• _YOUR GOAL_:
The answer must be a single number: the count of lines below that contain the string "operational".
---- EXTRACTED MATERIAL
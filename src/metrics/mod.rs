//! Batch aggregators turning telemetry events into metric overviews.
//!
//! This module provides the aggregation half of the engine:
//! - `operational`: latency/error/token summaries over completion events
//! - `rag`: score and latency summaries over retrieval/rerank events
//! - `citation`: evidence-count coverage over citation events
//!
//! Every aggregator is a pure function over an already-fetched batch; time
//! filtering is the caller's responsibility. Metrics with no samples are
//! omitted from the result rather than defaulted to zero, so "no data" and
//! "zero" stay distinguishable downstream.

pub mod citation;
pub mod operational;
pub mod rag;

pub use citation::{compute_citation_coverage, CitationCoverage, CoverageOverview};
pub use operational::{compute_operational_metrics, OperationalMetrics, OperationalOverview};
pub use rag::{compute_rag_metrics, PhaseOverview, RagMetrics, RagOverview, ScoreSummary};

use serde::{Deserialize, Serialize};

use crate::stats;

/// Fixed percentile grid reported for latencies.
#[derive(Debug, Clone, Copy, PartialEq, Serialize, Deserialize)]
pub struct LatencySummary {
    pub p50: f64,
    pub p90: f64,
    pub p95: f64,
    pub p99: f64,
}

impl LatencySummary {
    /// Summarizes the samples, or `None` when there are none.
    pub(crate) fn from_samples(samples: &[f64]) -> Option<Self> {
        Some(Self {
            p50: stats::percentile(samples, 50.0).ok()?,
            p90: stats::percentile(samples, 90.0).ok()?,
            p95: stats::percentile(samples, 95.0).ok()?,
            p99: stats::percentile(samples, 99.0).ok()?,
        })
    }
}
--------
• _PROBLEM SOLUTION_:
3